Publication Date: March 1, 2022
Synopsis:
How long, exactly, had June been coming to Moonie’s for the sole purpose of pining after the bartender?
She certainly didn’t come for the karaoke. Even though the karaoke made her smile sometimes. All these young queers with their off-key, bouncy energy. They made Mal smile, too, June knew. Even if Mal tended to hide her smiles.
But she saved them sometimes, for June.
Maybe Mal had secret smiles for other women, when June wasn’t around. There was probably no good reason for Mal Edwards, a bastion of stability and good sense, to see any kind of future with June anyway. Was it even fair to express feelings to a woman like that when you spent months away on the road?

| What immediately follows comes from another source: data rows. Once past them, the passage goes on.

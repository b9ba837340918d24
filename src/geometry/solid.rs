// SPDX-License-Identifier: Apache-2.0
// Copyright (c) 2025 Polyframe Inc.

//! Flat vertex/index triangle mesh exchanged with callers

use super::BoundingBox;
use crate::csg::BooleanOp;
use crate::error::{CsgError, Result};
use nalgebra::{Matrix4, Point3, Rotation3, Vector3};
use serde::{Deserialize, Serialize};

/// Closed triangulated surface: a vertex array plus three indices per face.
///
/// Every index is below the vertex count; the solid is empty iff it has no indices.
#[derive(Debug, Clone, Default, PartialEq, Serialize, Deserialize)]
pub struct Solid {
    vertices: Vec<Point3<f64>>,
    indices: Vec<usize>,
}

impl Solid {
    /// Build a solid, checking the index array against the vertex array
    pub fn new(vertices: Vec<Point3<f64>>, indices: Vec<usize>) -> Result<Self> {
        let solid = Self { vertices, indices };
        solid.validate()?;
        Ok(solid)
    }

    pub fn empty() -> Self {
        Self::default()
    }

    /// Build from flat arrays: 3 coordinates per vertex, 3 indices per triangle
    pub fn from_arrays<I>(coordinates: &[f64], indices: &[I]) -> Result<Self>
    where
        I: Copy + TryInto<usize> + std::fmt::Display,
    {
        if coordinates.len() % 3 != 0 {
            return Err(CsgError::construction(format!(
                "vertex array length {} is not a multiple of 3",
                coordinates.len()
            )));
        }

        let vertices = coordinates
            .chunks_exact(3)
            .map(|c| Point3::new(c[0], c[1], c[2]))
            .collect();

        let indices = indices
            .iter()
            .map(|&i| {
                i.try_into()
                    .map_err(|_| CsgError::construction(format!("invalid vertex index {}", i)))
            })
            .collect::<Result<Vec<usize>>>()?;

        Self::new(vertices, indices)
    }

    /// Check the array invariants; deserialized solids should be validated before use
    pub fn validate(&self) -> Result<()> {
        if self.indices.len() % 3 != 0 {
            return Err(CsgError::construction(format!(
                "index array length {} is not a multiple of 3",
                self.indices.len()
            )));
        }
        if let Some(&index) = self.indices.iter().find(|&&i| i >= self.vertices.len()) {
            return Err(CsgError::construction(format!(
                "vertex index {} out of range for {} vertices",
                index,
                self.vertices.len()
            )));
        }
        if let Some(p) = self.vertices.iter().find(|p| !p.iter().all(|c| c.is_finite())) {
            return Err(CsgError::construction(format!(
                "non-finite vertex {:?}",
                p.coords
            )));
        }
        Ok(())
    }

    pub fn vertices(&self) -> &[Point3<f64>] {
        &self.vertices
    }

    pub fn indices(&self) -> &[usize] {
        &self.indices
    }

    /// Flat coordinate array, 3 values per vertex
    pub fn vertex_array(&self) -> Vec<f64> {
        self.vertices.iter().flat_map(|p| [p.x, p.y, p.z]).collect()
    }

    pub fn into_parts(self) -> (Vec<Point3<f64>>, Vec<usize>) {
        (self.vertices, self.indices)
    }

    /// Get vertex count
    pub fn vertex_count(&self) -> usize {
        self.vertices.len()
    }

    /// Get triangle count
    pub fn triangle_count(&self) -> usize {
        self.indices.len() / 3
    }

    pub fn is_empty(&self) -> bool {
        self.indices.is_empty()
    }

    /// Index triples, one per triangle
    pub fn triangle_indices(&self) -> impl Iterator<Item = [usize; 3]> + '_ {
        self.indices.chunks_exact(3).map(|t| [t[0], t[1], t[2]])
    }

    /// Corner positions, one triple per triangle
    pub fn triangles(&self) -> impl Iterator<Item = [Point3<f64>; 3]> + '_ {
        self.triangle_indices()
            .map(|[a, b, c]| [self.vertices[a], self.vertices[b], self.vertices[c]])
    }

    /// Compute bounding box; `None` for a solid without vertices
    pub fn bounding_box(&self) -> Option<BoundingBox> {
        BoundingBox::from_points(&self.vertices).ok()
    }

    /// Mean of all vertex positions, the pivot for [`Solid::rotate`]
    pub fn mean(&self) -> Point3<f64> {
        if self.vertices.is_empty() {
            return Point3::origin();
        }
        let sum = self
            .vertices
            .iter()
            .fold(Vector3::zeros(), |acc, p| acc + p.coords);
        Point3::from(sum / self.vertices.len() as f64)
    }

    pub fn translate(&mut self, dx: f64, dy: f64, dz: f64) {
        let offset = Vector3::new(dx, dy, dz);
        for vertex in &mut self.vertices {
            *vertex += offset;
        }
    }

    /// Rotate by `dx` radians about the X axis, then `dy` about the Y axis, around the mean
    pub fn rotate(&mut self, dx: f64, dy: f64) {
        if dx == 0.0 && dy == 0.0 {
            return;
        }
        let pivot = self.mean();
        let rotation = Rotation3::from_axis_angle(&Vector3::y_axis(), dy)
            * Rotation3::from_axis_angle(&Vector3::x_axis(), dx);
        for vertex in &mut self.vertices {
            *vertex = pivot + rotation * (*vertex - pivot);
        }
    }

    pub fn scale(&mut self, sx: f64, sy: f64, sz: f64) {
        for vertex in &mut self.vertices {
            vertex.x *= sx;
            vertex.y *= sy;
            vertex.z *= sz;
        }
    }

    /// Move along the Z axis (viewer zoom)
    pub fn zoom(&mut self, dz: f64) {
        self.translate(0.0, 0.0, dz);
    }

    /// Transform all vertices by a matrix
    pub fn transform(&mut self, matrix: &Matrix4<f64>) {
        for vertex in &mut self.vertices {
            *vertex = matrix.transform_point(vertex);
        }
    }

    /// Perform boolean operation with another solid using the default configuration
    pub fn boolean(&self, other: &Solid, op: BooleanOp) -> Result<Solid> {
        crate::csg::boolean(self, other, op)
    }
}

But as another Pride weekend approaches, June’s fiftieth birthday and the eventual end of her long-haul trucking days loom in her mind, nestled against the memories of Moonie’s nights gone by where it felt like June and Mal came close—close to something happening, something real. Until June would inevitably chicken out. Retreat once again to life on the road.
It’s time for June to finally figure out her next act. And if she’s not brave enough to ask Mal Edwards to be part of it, she doesn’t deserve her, anyway.
After all. If you can’t tell a butch you love her during Pride, when the hell can you?
My Review:
I loved this So so much, and related to Mal and June so hard. Their love is quiet but it shines through every moment of the story, every word and every action and every look they share. I also loved that the conflict wasn’t external. It was an internal will-she-or-won’t-she brooding that was easily dispelled. The getting together was so natural and comfortable it just felt right.
The writing is so beautiful and I highlighted so many lines to refer back to. The one about being alone but together was just. Exactly how I’ve always felt with my partner. I crave that quiet companionship and it was so nice to see it on the page. Also, I too went to college in California and then went up the coast to (almost) Oregon and love the rugged pacific coast so. This novella stole my heart in a lot of different ways.
Even though I haven’t read the first two novellas — which I will remedy now — it was easy to know and love Mal and June. They were just so honest and easy together, and felt so real and present as characters despite the fact that this is a novella. The customers at the bar were only on the page for a brief time but I am intrigued by them and excited to read more.
*thanks to Anita Kelly for providing an e-arc for review.
Favorite Quotes
“Mal,” she said, quiet. “Your whole body relaxes when you talk about her. I’ve never even met her but I’m half in love with June Davis just from the way you say her name.”
Wasn’t that what love was, really? Doing beautiful, funny things, just for the hell of it. Because you wanted to. Because the other person made you feel like you could.
“We’re going to look like two beached whales,” she muttered.
“Good,” I said. “Whales are majestic as fuck.”
As if I would have something to say about this, her being a secret civil engineer, other than being supremely turned on.
Well, this was a delight. Calling each other by our full names. Which seemed way too simple a thing to elicit such pleasure in my spine, but there it was.
“It’s true,” I said slowly, “That I like being alone. But with you… it’s different. Like we can still be alone, but together.”